Donald Trump, silahlı kuvvetlerin yeni bir parçası olarak “Uzay Kuvvetleri” oluşturmak için boşuna acele etmedi. Bu adımla ABD hükümeti, uzaydaki keşifleri ve gelecekteki stratejik operasyonları desteklemek ve güvence altına almak için bir güç yaratmış oldu. Ve bu adımı, küresel açıdan kabul edilebilir bir bağlamla açıklamaya çalıştı: Gezegenimizdeki kaynaklar giderek azaldıkça, kirlilik ve aşırı tüketim doğal rezervlerimizi tükettikçe hükümet giderek daha fazla endişeye kapılıyor. Bu kaynakları, suyun ve madenlerin sonsuz olduğu uzay gibi bir kaynakta aramaktan daha stratejik ne olabilir?

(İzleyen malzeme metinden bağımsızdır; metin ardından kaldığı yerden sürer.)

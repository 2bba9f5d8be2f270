pub mod lights_punctual;
pub mod materials_unlit;
pub mod technique_webgl;

pub use lights_punctual::HalaLightsPunctual;
pub use materials_unlit::HalaMaterialsUnlit;
pub use technique_webgl::HalaTechniqueWebgl;

use crate::error::HalaGltfError;
use crate::exporter::document::HalaDocument;
use crate::exporter::HalaExportState;
use crate::scene::HalaExportData;
use crate::settings::{
  HalaExportSettings,
  HalaGltfVersion,
};

/// An extension processor rewrites document records after conversion and
/// before assembly. Processors run in the order they are registered.
pub trait HalaExtensionProcessor {
  /// Get the extension name as it appears in extensionsUsed.
  /// return: The extension name.
  fn name(&self) -> &'static str;

  /// Check whether the extension applies to the target version.
  /// param version: The target glTF version.
  /// return: True if the processor should run.
  fn enabled(&self, version: HalaGltfVersion) -> bool;

  /// Rewrite document records in place.
  /// param data: The host entities, for values conversion dropped.
  /// param document: The document under construction.
  /// param settings: The normalized export settings.
  fn process(
    &self,
    data: &HalaExportData,
    document: &mut HalaDocument,
    settings: &HalaExportSettings,
  ) -> Result<(), HalaGltfError>;
}

/// Run the registered extension processors over the converted document.
/// A glTF 1.0 export always gets the legacy technique processor, since a
/// 1.0 document without techniques does not validate.
/// param state: The export state.
pub fn run_pipeline(state: &mut HalaExportState) -> Result<(), HalaGltfError> {
  let version = state.version();
  let mut processors = std::mem::take(&mut state.settings.extensions);
  if version < HalaGltfVersion::V2_0
    && !processors.iter().any(|p| p.name() == HalaTechniqueWebgl.name())
  {
    processors.push(Box::new(HalaTechniqueWebgl));
  }

  for processor in processors.iter() {
    if !processor.enabled(version) {
      log::debug!("Skipping extension \"{}\".", processor.name());
      continue;
    }
    log::debug!("Running extension \"{}\".", processor.name());
    processor.process(state.data, &mut state.document, &state.settings)?;
  }

  state.settings.extensions = processors;
  Ok(())
}
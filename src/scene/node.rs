use glam::{
  Mat4,
  Quat,
  Vec3,
};

/// An object is a node in the host scene hierarchy.
pub struct HalaObject {
  pub name: String,
  pub parent: Option<u32>,
  pub children: Vec<u32>,

  /// The local TRS transform, used when `matrix` is None.
  pub translation: Vec3,
  pub rotation: Quat,
  pub scale: Vec3,
  /// An explicit local matrix. Mutually exclusive with TRS in the output.
  pub matrix: Option<Mat4>,

  pub mesh_index: u32,
  /// The host-evaluated "modifiers applied" variant of the mesh.
  pub modified_mesh_index: u32,
  pub camera_index: u32,
  pub light_index: u32,
  pub skin_index: u32,
  pub active_action_index: u32,

  pub hidden: bool,
  pub selected: bool,

  pub extras: Option<serde_json::Map<String, serde_json::Value>>,
}

/// The default implementation of the object.
impl Default for HalaObject {
  fn default() -> Self {
    Self {
      name: String::new(),
      parent: None,
      children: Vec::new(),
      translation: Vec3::ZERO,
      rotation: Quat::IDENTITY,
      scale: Vec3::ONE,
      matrix: None,
      mesh_index: u32::MAX,
      modified_mesh_index: u32::MAX,
      camera_index: u32::MAX,
      light_index: u32::MAX,
      skin_index: u32::MAX,
      active_action_index: u32::MAX,
      hidden: false,
      selected: false,
      extras: None,
    }
  }
}

/// The implementation of the object.
impl HalaObject {
  /// Create a new object with the given name.
  /// param name: The name of the object.
  /// return: The object.
  pub fn new(name: &str) -> Self {
    Self {
      name: name.to_string(),
      ..Default::default()
    }
  }

  /// Check if the object is an armature root (it owns a skin).
  /// return: True if the object owns a skin, false otherwise.
  pub fn is_armature(&self) -> bool {
    self.skin_index != u32::MAX
  }
}
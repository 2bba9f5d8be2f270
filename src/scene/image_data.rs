use std::path::PathBuf;

/// An image referenced by textures.
/// The host supplies either a source file path, already encoded bytes, or both.
pub struct HalaImageData {
  pub name: String,
  /// The path of the source file on disk, if any.
  pub path: Option<PathBuf>,
  /// Encoded image bytes (PNG/JPEG as stored by the host), if any.
  pub bytes: Option<Vec<u8>>,
  /// The MIME type of `bytes`.
  pub mime_type: Option<String>,
  pub extras: Option<serde_json::Map<String, serde_json::Value>>,
}

/// The implementation of the image data.
impl HalaImageData {
  /// Create a new image referencing a file on disk.
  /// param name: The name of the image.
  /// param path: The path of the source file.
  /// return: The image data.
  pub fn new_with_file(name: &str, path: PathBuf) -> Self {
    Self {
      name: name.to_string(),
      path: Some(path),
      bytes: None,
      mime_type: None,
      extras: None,
    }
  }

  /// Create a new image from encoded bytes.
  /// param name: The name of the image.
  /// param bytes: The encoded image bytes.
  /// param mime_type: The MIME type of the bytes.
  /// return: The image data.
  pub fn new_with_bytes(name: &str, bytes: Vec<u8>, mime_type: &str) -> Self {
    Self {
      name: name.to_string(),
      path: None,
      bytes: Some(bytes),
      mime_type: Some(mime_type.to_string()),
      extras: None,
    }
  }
}
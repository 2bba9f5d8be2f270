use thiserror::Error;

/// The error type of the hala-gltf-exporter crate.
#[derive(Error, Debug)]
pub struct HalaGltfError {
  msg: String,
  #[source]
  source: Option<Box<dyn std::error::Error + Send + Sync>>,
}

/// The implementation of the error type of the hala-gltf-exporter crate.
impl HalaGltfError {
  /// Create a new error.
  /// param msg: The message of the error.
  /// param source: The source of the error.
  /// return: The error.
  pub fn new(msg: &str, source: Option<Box<dyn std::error::Error + Send + Sync>>) -> Self {
    Self {
      msg: msg.to_string(),
      source,
    }
  }
  pub fn message(&self) -> &str {
    &self.msg
  }
}

impl std::convert::From<std::io::Error> for HalaGltfError {
  fn from(err: std::io::Error) -> Self {
    Self {
      msg: err.to_string(),
      source: Some(Box::new(err)),
    }
  }
}

impl std::convert::From<serde_json::Error> for HalaGltfError {
  fn from(err: serde_json::Error) -> Self {
    Self {
      msg: err.to_string(),
      source: Some(Box::new(err)),
    }
  }
}

/// The implementation Display trait for the error type of the hala-gltf-exporter crate.
impl std::fmt::Display for HalaGltfError {
  /// Format the error.
  /// param f: The formatter.
  /// return: The result.
  fn fmt(&self, f: &mut std::fmt::Formatter<'_>) -> std::fmt::Result {
    write!(f, "{}", self.msg)
  }
}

Rezervler tükendikçe, zayıfladıkça, yakında uzayda keşfedilecek kaynaklara bağımlı hale geleceğiz. Bu kaynaklar, sadece kendi kârlarını düşünen çokuluslu özel şirketlerin elinde olursa ne olacak? Bu, Uzay Anlaşması’nın günümüzde de yaşamsal derecede önemli olduğu gösteriyor: Uzay teknolojisinin bizi, daha eşitsiz, acılarla ve şiddetle dolu bir geleceğe taşımasını engellemek. Washington, hegemonyacı konumunu gezegenimizin dışına taşımak, doğal kaynakların sonsuz ve güvence altında olduğu kaynak, yani uzay üzerinde hâkimiyet kurmak istiyor. Şu anda başlayan şey, gerçek anlamda bir altına hücumdur. Uzay keşifleri ile ilgili stratejik politikaları hemen oluşturmak isteyen kim olursa, o diğer ülkelerin önünde olacaktır. Bu politikalar, bütün halklar için geçerli bir hukuki standarda sahip olmalıdır. Uzay Anlaşması, mükemmel bir hukuk oluşturmamakla birlikte, uzayın yıkıma uğramasını engellemek için halen elimizde bulunan tek araçtır.
Çeviri: Murat Akad
Bu makale infobrics.org isimli sitede yayımlanmıştır.